Download or read book Genomics and Health in the Developing World written by Dhavendra Kumar and published by Oxford University Press. This book was released on 2012-05-11 with total page 1536 pages. Available in PDF, EPUB and Kindle. Book excerpt: Genomics and Health in the Developing World provides detailed and comprehensive coverage of population structures, human genomics, and genome variation--with particular emphasis on medical and health issues--in the emerging economies and countries of the developing world.

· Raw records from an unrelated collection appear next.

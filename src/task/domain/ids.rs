//! Identifier types for the task domain.

use std::fmt;

/// Opaque unique identifier for a task record.
///
/// Identifiers are generated once at creation time and never reassigned.
/// Ordering is plain string ordering; backends use it as the tie-break key
/// when listing tasks.
#[derive(Debug, Clone, PartialEq, Eq, PartialOrd, Ord, Hash)]
pub struct TaskId(String);

impl TaskId {
    /// Wraps an existing identifier value.
    #[must_use]
    pub fn new(value: impl Into<String>) -> Self {
        Self(value.into())
    }

    /// Returns the identifier as `str`.
    #[must_use]
    pub fn as_str(&self) -> &str {
        &self.0
    }

    /// Returns the owned identifier string.
    #[must_use]
    pub fn into_inner(self) -> String {
        self.0
    }
}

impl AsRef<str> for TaskId {
    fn as_ref(&self) -> &str {
        self.as_str()
    }
}

impl From<&str> for TaskId {
    fn from(value: &str) -> Self {
        Self::new(value)
    }
}

impl From<String> for TaskId {
    fn from(value: String) -> Self {
        Self(value)
    }
}

impl fmt::Display for TaskId {
    fn fmt(&self, f: &mut fmt::Formatter<'_>) -> fmt::Result {
        f.write_str(&self.0)
    }
}
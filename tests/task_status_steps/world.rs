//! Shared world state for task status BDD scenarios.

use std::sync::Arc;

use mockable::DefaultClock;
use rstest::fixture;
use tasknotes::task::{
    adapters::{memory::InMemoryTaskRepository, system::UuidIdProvider},
    domain::Task,
    services::{TaskLifecycleError, TaskLifecycleService},
};

/// Service type used by the BDD world.
pub type TestTaskService =
    TaskLifecycleService<InMemoryTaskRepository, DefaultClock, UuidIdProvider>;

/// Scenario world for task status behaviour tests.
pub struct TaskStatusWorld {
    pub service: TestTaskService,
    pub last_task: Option<Task>,
    pub last_result: Option<Result<Task, TaskLifecycleError>>,
}

impl TaskStatusWorld {
    /// Creates a world backed by an empty in-memory store.
    #[must_use]
    pub fn new() -> Self {
        let service = TaskLifecycleService::new(
            Arc::new(InMemoryTaskRepository::new()),
            Arc::new(DefaultClock),
            Arc::new(UuidIdProvider),
        );

        Self {
            service,
            last_task: None,
            last_result: None,
        }
    }

    /// Records an operation outcome, remembering the task on success.
    pub fn record(&mut self, result: Result<Task, TaskLifecycleError>) {
        if let Ok(ref task) = result {
            self.last_task = Some(task.clone());
        }
        self.last_result = Some(result);
    }
}

impl Default for TaskStatusWorld {
    fn default() -> Self {
        Self::new()
    }
}

/// Fixture that creates a new scenario world.
#[fixture]
pub fn world() -> TaskStatusWorld {
    TaskStatusWorld::default()
}

/// Runs an async operation within sync step definitions.
pub fn run_async<T>(future: impl std::future::Future<Output = T>) -> T {
    tokio::task::block_in_place(|| tokio::runtime::Handle::current().block_on(future))
}
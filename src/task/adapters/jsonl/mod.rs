//! JSON-lines file adapters for durable task storage.

mod record;
mod repository;

pub use record::{RecordError, decode_record_line, encode_record_line};
pub use repository::JsonlTaskRepository;
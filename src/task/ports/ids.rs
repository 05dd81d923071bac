//! Identifier generation port.

use crate::task::domain::TaskId;

/// Source of fresh task identifiers.
///
/// Injected into the lifecycle service so creation is deterministic under
/// test.
pub trait IdProvider: Send + Sync {
    /// Returns an identifier that has not been handed out before.
    fn next_id(&self) -> TaskId;
}
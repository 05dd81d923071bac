//! Diesel schema for task persistence.

diesel::table! {
    /// Task records keyed by identifier.
    tasks (task_id) {
        /// Opaque task identifier.
        task_id -> Text,
        /// Task title as given at creation.
        title -> Text,
        /// Optional free-form description.
        description -> Nullable<Text>,
        /// Creation timestamp in the canonical `YYYY-MM-DDTHH:MM:SSZ` form.
        created_at -> Text,
        /// Status label (`Open`, `In Progress` or `Closed`).
        status -> Text,
    }
}
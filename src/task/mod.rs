//! Task tracking for tasknotes.
//!
//! This module implements task creation, paginated listing, status changes
//! and removal over interchangeable storage backends. It follows hexagonal
//! architecture:
//!
//! - Domain types in [`domain`]
//! - Port contracts in [`ports`]
//! - Adapter implementations in [`adapters`]
//! - Orchestration services in [`services`]

pub mod adapters;
pub mod domain;
pub mod ports;
pub mod services;
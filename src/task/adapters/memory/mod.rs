//! In-memory adapters for task tracking.

mod task;

pub use task::InMemoryTaskRepository;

With sections dedicated to fundamtals of genetics and genomics, epidemiology of human disease, biomarkers, comparative genomics, developments in translational genomic medicine, current and future health strategies related to genetic disease, and pertinent legislative and social factors, this volume highlights the importance of utilizing genetics/genomics knowledge to promote and achieve optimal health in the developing world. Grouped by geographic region, the chapters in this volume address: - Inherited disorders in the developing world, including a thorough look at genetic disorders in minority groups of every continent - The progress of diagnostic laboratory genetic testing, prenatal screening, and genetic counseling worldwide - Rising ethical and legal concerns of medical genetics in the developing world - Social, cultural, and religious issues related to genetic diseases across continents Both timely and vastly informative, this book is a unique and comprehensive resource for genetists, clinicians, and public health professionals interested in the social, ethical, economic, and legal matters associated with medical genetics in the developing world.